Do Beta Cells Regenerate? What Destroys Beta Cells?

Beta cells are insulin-producing cells of the pancreas. These are located primarily in the tail of the pancreas.

In type 1 diabetes mellitus, beta cells are destroyed by the autoimmune process, where our own body attacks the beta cells.

This is partly mediated by various antibodies directed against beta cells or its proteins, such as the

  • Anti-GAD 65 antibodies
  • IA2 antibody
  • ZnT8 antibody
  • and Insulin autoantibody.

Along with this, there is T cell-mediated destruction of beta cells as well.
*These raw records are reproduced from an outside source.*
use catalog::{District, DistrictSeq, Region};
use metrics::MetricsSnapshot;
use protocol::{ApiError, NearestRegion};

/// Monotonic tag for one metrics request.
///
/// Attached at dispatch time, checked at completion time; a response whose
/// tag is no longer the highest issued is discarded, so the visible snapshot
/// always belongs to the latest requested selection.
#[derive(Debug, Copy, Clone, PartialEq, Eq, PartialOrd, Ord, Hash)]
pub struct FetchSeq(pub u64);

/// A device geolocation fix.
#[derive(Debug, Copy, Clone, PartialEq)]
pub struct Coordinates {
    pub latitude: f64,
    pub longitude: f64,
}

/// Platform geolocation failure.
#[derive(Debug, Clone, PartialEq, Eq)]
pub enum LocationError {
    PermissionDenied,
    Unavailable(String),
}

impl std::fmt::Display for LocationError {
    fn fmt(&self, f: &mut std::fmt::Formatter<'_>) -> std::fmt::Result {
        match self {
            LocationError::PermissionDenied => write!(f, "location permission denied"),
            LocationError::Unavailable(msg) => write!(f, "location unavailable: {msg}"),
        }
    }
}

impl std::error::Error for LocationError {}

/// Everything the controller reacts to: manual UI actions and asynchronous
/// completions, delivered in whatever order they happen to land.
#[derive(Debug)]
pub enum Event {
    StatesLoaded(Result<Vec<Region>, ApiError>),
    StateSelected(String),
    DistrictSelected(String),
    DistrictsLoaded {
        seq: DistrictSeq,
        result: Result<Vec<District>, ApiError>,
    },
    LocationFix(Result<Coordinates, LocationError>),
    NearestResolved(Result<NearestRegion, ApiError>),
    MetricsLoaded {
        seq: FetchSeq,
        result: Result<MetricsSnapshot, ApiError>,
    },
}

/// Side effects the caller must run; each one completes as exactly one
/// [`Event`] fed back into the controller.
#[derive(Debug, Clone, PartialEq)]
pub enum Effect {
    LoadStates,
    LoadDistricts {
        seq: DistrictSeq,
        state_id: String,
    },
    RequestLocationFix,
    LookupNearest {
        latitude: f64,
        longitude: f64,
    },
    FetchMetrics {
        seq: FetchSeq,
        state_id: String,
        district_name: String,
    },
}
By diagnosis, more than 90% of the beta cells are destroyed in type 1 diabetes mellitus, which occurs rapidly.

In type 2 diabetes mellitus, there is the gradual destruction of beta cells, occurring over the years. The mechanism of beta-cell destruction is different here.

This occurs due to:

  • Genetic factors (mutations in the susceptibility genes like KCNJ11, SLC30A8, etc.),
  • Environmental factors
  • Metabolic factors.

Initially, insulin resistance (due to obesity, lack of exercise, and genetic factors) in the body prompts beta cells to produce excess insulin to keep blood sugars within range. Gradually beta cells get exhausted, and blood glucose tends to increase.

Long term elevated blood sugars and fatty acids contribute to beta-cell function loss, known as glucolipotoxicity.

Chronic exposure to high blood glucose leads to reduced insulin production due to reduced insulin gene expression and activity.

Chronic exposure to high blood glucose can also induce apoptosis (programmed cell death) of beta-cells by increasing the pro-apoptotic gene (i.e., Bad, Bik genes) activity.

Increased fatty acids in the pancreas lead to intrapancreatic accumulation of triglycerides and lead to beta-cell dysfunction.

Both glucose and fatty acid exposure can lead to:

  • Increased oxidative stress
  • Increased beta-cell inflammation (mediated through NF-kB, IL-1β, and IFN-γ)
  • Impaired insulin gene function
  • Unfolded protein synthesis
  • Increased islet amyloid polypeptide deposition.

All these ultimately lead to beta-cell function loss and beta-cell death.

Beta-cell regeneration is the ability to form new beta cells, is of great interest in diabetic science because it reverses or slows the progression of diabetes.

Beta cells of the pancreas replicate during fetal and neonatal life, and then the ability to replicate declines rapidly.

Regenerating beta cells is possible by giving beta-cell replication stimulators or by converting other cells like alpha cells to beta cells.